The Puget Sound Land Company, a subsidiary of the Northern Pacific, bought up large tracts of land on Budd’s Inlet in the name of one Ira Bradley Thomas. Before the rails reached Olympia, Thomas died.

Rather than face the legal delays of probating his estate, the company quickly bought up new land near Old Tacoma and told the Northern Pacific to change its terminus to that location.

Had an obscure business man, Ira Thomas, lived just a little longer, Olympia would undoubtedly have become the western terminus of the first northern transcontinental railway and the site of the present city of Tacoma might still be a comparative wilderness.

The projected path of the railroad with a terminus in Olympia.

But, Thomas died in October and the next summer, Tacoma was chosen as the terminus. Hopeful retellings of history notwithstanding, that Olympia would’ve ended up with the terminus is just wishful thinking.

If you look at the written history of the Northern Pacific  railroad’s board, it actually picked Tacoma a month before Thomas died. In those days, it took until the following summer to announce a decision made the previous fall. So, Thomas’ mission was likely one of misdirection or — at best — hedging the railroad’s bet.
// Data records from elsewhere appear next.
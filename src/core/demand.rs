use serde::{Deserialize, Serialize};
use std::fmt;

use crate::core::month::Month;

/// Unique identifier for a demand point.
///
/// # Examples
///
/// ```
/// use basin_allocator::core::demand::DemandId;
///
/// let chao = DemandId::new("CHAO");
/// let wtp = DemandId::new("WTP-TRUJILLO");
/// assert_ne!(chao, wtp);
/// ```
#[derive(Debug, Clone, PartialEq, Eq, Hash, PartialOrd, Ord, Serialize, Deserialize)]
#[serde(transparent)]
pub struct DemandId(String);

impl DemandId {
    pub fn new(id: impl Into<String>) -> Self {
        Self(id.into())
    }

    pub fn as_str(&self) -> &str {
        &self.0
    }
}

impl fmt::Display for DemandId {
    fn fmt(&self, f: &mut fmt::Formatter<'_>) -> fmt::Result {
        write!(f, "{}", self.0)
    }
}

impl From<&str> for DemandId {
    fn from(s: &str) -> Self {
        Self::new(s)
    }
}

/// Sector classification of a demand point.
///
/// The sector decides two things: the weight its deficit carries in the
/// objective penalty, and whether shortfall is forbidden outright.
/// Potable-treatment and industrial/livestock demands are priority
/// sectors: their deficit variables are pinned to zero as hard
/// constraints, so a basin that cannot reach them is infeasible rather
/// than penalized.
#[derive(Debug, Clone, Copy, PartialEq, Eq, Hash, Serialize, Deserialize)]
#[serde(rename_all = "snake_case")]
pub enum Sector {
    Agriculture,
    PotableTreatment,
    IndustrialLivestock,
}

impl Sector {
    /// Whether deficit is forbidden (hard zero) for this sector.
    pub fn is_priority(self) -> bool {
        matches!(self, Sector::PotableTreatment | Sector::IndustrialLivestock)
    }
}

impl fmt::Display for Sector {
    fn fmt(&self, f: &mut fmt::Formatter<'_>) -> fmt::Result {
        let label = match self {
            Sector::Agriculture => "agriculture",
            Sector::PotableTreatment => "potable_treatment",
            Sector::IndustrialLivestock => "industrial_livestock",
        };
        write!(f, "{}", label)
    }
}

/// A consumption point with a monthly requirement profile.
///
/// Holds the twelve-month requirement series (m³/s), the economic value
/// of one delivered m³ (USD/m³), and the sector classification.
#[derive(Debug, Clone, Serialize, Deserialize)]
pub struct Demand {
    id: DemandId,
    /// Required flow per month, m³/s.
    requirement_m3s: [f64; 12],
    /// Value of delivered water, USD/m³.
    unit_value_usd_m3: f64,
    sector: Sector,
}

impl Demand {
    /// Create a new demand.
    ///
    /// # Panics
    ///
    /// Panics if any requirement or the unit value is negative.
    pub fn new(
        id: DemandId,
        requirement_m3s: [f64; 12],
        unit_value_usd_m3: f64,
        sector: Sector,
    ) -> Self {
        assert!(
            requirement_m3s.iter().all(|q| *q >= 0.0),
            "demand {} has a negative requirement entry",
            id
        );
        assert!(
            unit_value_usd_m3 >= 0.0,
            "demand {} has negative unit value {}",
            id,
            unit_value_usd_m3
        );
        Self {
            id,
            requirement_m3s,
            unit_value_usd_m3,
            sector,
        }
    }

    pub fn id(&self) -> &DemandId {
        &self.id
    }

    /// Required flow in the given month, m³/s.
    pub fn requirement_m3s(&self, month: Month) -> f64 {
        self.requirement_m3s[month.index()]
    }

    /// Required volume in the given month, hm³.
    pub fn volume_hm3(&self, month: Month) -> f64 {
        month.volume_hm3(self.requirement_m3s(month))
    }

    pub fn unit_value_usd_m3(&self) -> f64 {
        self.unit_value_usd_m3
    }

    /// Value per hm³ delivered.
    pub fn unit_value_usd_hm3(&self) -> f64 {
        self.unit_value_usd_m3 * 1e6
    }

    pub fn sector(&self) -> Sector {
        self.sector
    }
}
If Tacoma had fallen through for some reason, they’d have Olympia to fall back to.

Either way, it begs the questions of how would Olympia have ended up differently had we, and not Tacoma, ended up the first industrial metropolis on the sound? But, the exact extent of our growth would’ve been determined by exactly where on Budd Inlet the terminus was meant for. The land Thomas bought was held by a holding company, the North Olympia Land Company, for at least a couple of decades.

If you look at an 1890 map, you see a large tract of land just north of Priest Point Park labeled as “North Olympia Land Company.” With the name and the general location, this would have been Thomas’ terminus location. So, its likely that Olympia would’ve grown. It’s fitting that the 1890 map also features what would have been the second railroad to travel up the east side of Budd Inlet, but never did.

The projected railroad path through Olympia.

This never completed railroad in Thurston County would have followed the current path of Interstate 5 from the Lewis County line to Tumwater. It would have crossed the Deschutes River south of the brewery and gotten into Olympia through a tunnel under Capitol Way that was in fact built in the early 20th century. Once downtown, it would’ve roughly followed Plum Street, up East Bay Drive and then cut east just beyond Priest Point Park.

The plan for the new railroad was kicked off in 1890 by Union Pacific to compete with the already established Northern Pacific. They organized it as a subdivision called the Portland and Puget Sound Railroad. But, the project only got as far as purchasing right of way, surveying and grading in Thurston County before the money ran out. Only eight months worth of construction was ever put into the entire Portland to Seattle line.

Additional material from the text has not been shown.